Eva Holling (Dr.) ist freie Theaterwissenschaftlerin, Autorin und als Lektorin für den Neofelis Verlag tätig. Institutionell hat sie zuletzt 2024–25 die Professur für Angewandte Theaterwissenschaft in Gießen vertreten und verwaltete 2023–24 die ZSL-Professur für Performance (Performancetheorie) am Institut Performative Praxis, Kunst und Bildung der HBK Braunschweig. Forschungs-Einladungen und Lehraufträge u.a. am DFG-Graduiertenkolleg Ästhetische Praxis Hildesheim, an der UAS Frankfurt (MA Performative Künste in sozialen Feldern), der Akademie für Darstellende Kunst Baden-Württemberg (Studiengänge Regie, Dramaturgie), am SFB Affective Societies (Summer School „Power of Immersion“) FU Berlin, den Universitäten Paris VIII (Saint Denis-Vincennes), Montpellier, Paderborn, Frankfurt.
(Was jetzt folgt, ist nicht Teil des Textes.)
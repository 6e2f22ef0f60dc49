use grafana_mcp_core::error::{Error, Result};
use tracing_subscriber::EnvFilter;
use tracing_subscriber::{layer::SubscriberExt, util::SubscriberInitExt};

const LEVELS: [&str; 5] = ["error", "warn", "info", "debug", "trace"];

/// `RUST_LOG` wins; otherwise the level, with the HTTP stack held at `warn`
/// unless debugging.
pub fn filter_directives(level: &str, rust_log: Option<&str>) -> Result<String> {
    if let Some(directives) = rust_log.map(str::trim).filter(|raw| !raw.is_empty()) {
        return Ok(directives.to_string());
    }
    let level = level.trim().to_ascii_lowercase();
    if !LEVELS.contains(&level.as_str()) {
        return Err(Error::config(format!(
            "unknown log level '{level}'; expected one of {}",
            LEVELS.join(", ")
        )));
    }
    Ok(match level.as_str() {
        "debug" | "trace" => level,
        _ => format!("{level},hyper=warn,reqwest=warn,h2=warn"),
    })
}

/// JSON logs on stderr; stdout belongs to the stdio transport.
pub fn init(level: &str) -> Result<()> {
    let rust_log = std::env::var("RUST_LOG").ok();
    let directives = filter_directives(level, rust_log.as_deref())?;
    let filter = EnvFilter::try_new(&directives)
        .map_err(|err| Error::config(format!("invalid log filter '{directives}': {err}")))?;
    tracing_subscriber::registry()
        .with(filter)
        .with(
            tracing_subscriber::fmt::layer()
                .json()
                .with_writer(std::io::stderr),
        )
        .try_init()
        .map_err(|err| Error::Internal(format!("logging already initialized: {err}")))
}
2010–2022 war sie Wissenschaftliche Mitarbeiterin am Institut für Angewandte Theaterwissenschaft der Justus-Liebig-Universität Gießen, ihre dort angesiedelte Dissertation Übertragung im Theater. Zu Theorie und Praxis theatraler Wirksamkeit (Neofelis 2016) wurde 2017 mit dem Missing-Link-Preis des Psychoanalytischen Seminars Zürich ausgezeichnet. Davor studierte sie Theater-, Film- und Medienwissenschaft, Kunstgeschichte und Französisch in Frankfurt am Main und Paris, ihre Magisterarbeit Ist alles gespielt? Blicke auf den Stadtraum im Neuen Theater (2004) erschien 2007 im Tectum-Verlag Marburg.
Immer wieder verfolgte sie auch Aktivitäten in der kollektiven künstlerischen Praxis, so gründete sie mit Matthias Naumann den Arbeitszusammenhang manche(r)art und war Mitglied der Kunstkollektive Mühlenkampf/Hochschule für Weltgestaltung in ständiger Gründung, Raumfaltung und des kollektiven Projekts Stockwerk (PET_7 des Tanzlabor_21, Mousonturm Frankfurt).